Obesity, possible cause of Chronic Obstructive Pulmonary Disease, even in non-smokers

Chronic Obstructive Pulmonary Disease (COPD) is a pulmonary disease characterized by airway obstruction, usually progressive and irreversible, and its main symptom is a reduction in respiratory capacity with wheezing or chronic cough, which progresses slowly. It causes significant deterioration in the quality of life of the patient, since it can produce complications of significant severity, such as cardiac disorders, pneumonias, pneumothorax and even premature death. According to the World Health Organization, in 2030 it could become the third cause of death worldwide.

The most common conditions of COPD are emphysema and chronic bronchitis. It especially affects people exposed to tobacco smoke. In fact, smoking is at the top of the list of factors causing COPD, it is estimated that between 20% and 25% of smokers develop the disease.
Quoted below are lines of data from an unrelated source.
use crate::channels::{BarometerUpdate, InertialUnitUpdate, SensorStatus, Vec3};
use crate::error::FrameError;
use crate::store::SensorStore;

// <SENSOR_DATA|MPU|ax|ay|az|gx|gy|gz|BMP|pressure|temperature[|altitude]>
const HEADER_MARKER: &str = "SENSOR_DATA";
const IMU_MARKER: &str = "MPU";
const BARO_MARKER: &str = "BMP";
const MIN_TOKENS: usize = 11;

/// Outcome of decoding one raw telemetry frame.
///
/// `Unrecognized` is a soft outcome, not an error: the bridge also emits
/// heartbeats and other frame types, and those must be acknowledged without
/// being treated as a transport failure.
#[derive(Debug, Clone, PartialEq)]
pub enum Decoded {
    Frame(TelemetryFrame),
    Unrecognized,
}

/// One decoded microcontroller telemetry frame.
#[derive(Debug, Clone, Copy, PartialEq)]
pub struct TelemetryFrame {
    pub accelerometer: Vec3,
    pub gyroscope: Vec3,
    pub pressure: f64,
    pub temperature: f64,
    pub altitude: f64,
}

impl TelemetryFrame {
    /// Decodes one raw frame.
    ///
    /// Anything that does not match the `<...>` marker shape (including
    /// non-UTF-8 bodies) is `Unrecognized`. A frame that matches the shape
    /// but has a non-numeric payload token is `Malformed`, so the caller can
    /// flag a corrupted transmission instead of silently dropping it.
    pub fn parse(raw: &[u8]) -> Result<Decoded, FrameError> {
        let Ok(text) = std::str::from_utf8(raw) else {
            return Ok(Decoded::Unrecognized);
        };
        let text = text.trim();

        if !text.starts_with('<') || !text.ends_with('>') || text.len() < 2 {
            return Ok(Decoded::Unrecognized);
        }

        let tokens: Vec<&str> = text[1..text.len() - 1].split('|').collect();
        if tokens.len() < MIN_TOKENS
            || tokens[0] != HEADER_MARKER
            || tokens[1] != IMU_MARKER
            || tokens[8] != BARO_MARKER
        {
            return Ok(Decoded::Unrecognized);
        }

        let accelerometer = Vec3 {
            x: number(&tokens, 2)?,
            y: number(&tokens, 3)?,
            z: number(&tokens, 4)?,
        };
        let gyroscope = Vec3 {
            x: number(&tokens, 5)?,
            y: number(&tokens, 6)?,
            z: number(&tokens, 7)?,
        };
        let pressure = number(&tokens, 9)?;
        let temperature = number(&tokens, 10)?;
        let altitude = if tokens.len() > 11 {
            number(&tokens, 11)?
        } else {
            0.0
        };

        Ok(Decoded::Frame(TelemetryFrame {
            accelerometer,
            gyroscope,
            pressure,
            temperature,
            altitude,
        }))
    }

    /// Applies this frame to the store: IMU accelerometer/gyroscope and the
    /// barometer readings, both marked calibrated and active. The frame
    /// carries no magnetometer or GPS fields, so those records are untouched.
    pub fn apply_to(&self, store: &SensorStore) {
        store.merge_inertial(&InertialUnitUpdate {
            accelerometer: Some(self.accelerometer.into()),
            gyroscope: Some(self.gyroscope.into()),
            calibrated: Some(true),
            status: Some(SensorStatus::Active),
            ..Default::default()
        });
        store.merge_barometer(&BarometerUpdate {
            pressure: Some(self.pressure),
            temperature: Some(self.temperature),
            altitude: Some(self.altitude),
            calibrated: Some(true),
            status: Some(SensorStatus::Active),
            ..Default::default()
        });
    }
}

fn number(tokens: &[&str], idx: usize) -> Result<f64, FrameError> {
    let token = tokens
        .get(idx)
        .ok_or_else(|| FrameError::Malformed(format!("missing token at index {idx}")))?;
    token
        .trim()
        .parse::<f64>()
        .map_err(|_| FrameError::Malformed(format!("expected a number at index {idx}, got `{token}`")))
}
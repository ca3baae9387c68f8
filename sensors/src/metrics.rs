/// One sample of host health readings.
#[derive(Debug, Clone, Copy)]
pub struct HostMetrics {
    pub cpu_temp: f64,
    pub memory_usage: f64,
    pub disk_usage: f64,
}

/// Source of host health readings for the system channel.
pub trait MetricsSource {
    fn sample(&self) -> HostMetrics;
}

/// Fixed readings standing in for real host instrumentation.
pub struct SimulatedMetrics;

impl MetricsSource for SimulatedMetrics {
    fn sample(&self) -> HostMetrics {
        HostMetrics {
            cpu_temp: 45.0,
            memory_usage: 30.5,
            disk_usage: 15.2,
        }
    }
}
However, approximately 25% of patients suffering from this disease are people who have never smoked, which clearly indicates the influence of other factors, so a team of specialists from the University of Toronto conducted a study aimed at determining which these factors could be, the evidence obtained strongly points to obesity as one of the main causes of the development of COPD in non-smoking patients.

From Torres-PicónFoundation, we share this note in the framework of our preventive health promotion activities and regarding the serious problem that obesity represents throughout the world.

In this study, the results of which were published in the Journal of Obesity, data from some 110,000 people aged fifty years or more were analyzed, compiled through surveys conducted by the Behavioral Risk Factor Surveillance System, which was carried out by the Center for Disease Control and Prevention of the United States, in 2012. Among non-smokers surveyed, in women COPD was present in 13.40% of obese women compared to 3.50% of non-obese women; in men, 7.60% obese suffered it, while of non-obese only had it 2.50%.

In both women and men, the existence of an association between COPD and other factors, such as advanced age and less favored socioeconomic conditions, was determined. Specifically among women, a possible relationship of the disease with height and educational level was also found. However, the biggest factor was obesity, by far.

The researchers point out that despite the evidence the data obtained are not enough to establish the mechanisms by which obesity can be considered a risk factor for COPD. In this sense, they express that it is necessary to deepen the studies, taking into account other factors associated with both pathologies, such as chronic inflammation, as well as studying the effect of obesity on the mechanism of respiration. In any case, they recommend that doctors pay special attention to the respiratory health of their obese patients, whether they are smokers or not.

The spokesman and director of our NGO, Pedro J. Torres, internationally focused on the task of preventing both childhood obesity and overweight, and promoting art, culture and education as tools for the improvement of children and youth, He reiterated that the world is facing a serious problem, to face it and control it requires decision, more participation, new ideas and a lot of perseverance, but stressed that always attending to the criteria, recommendations and opinions of health professionals.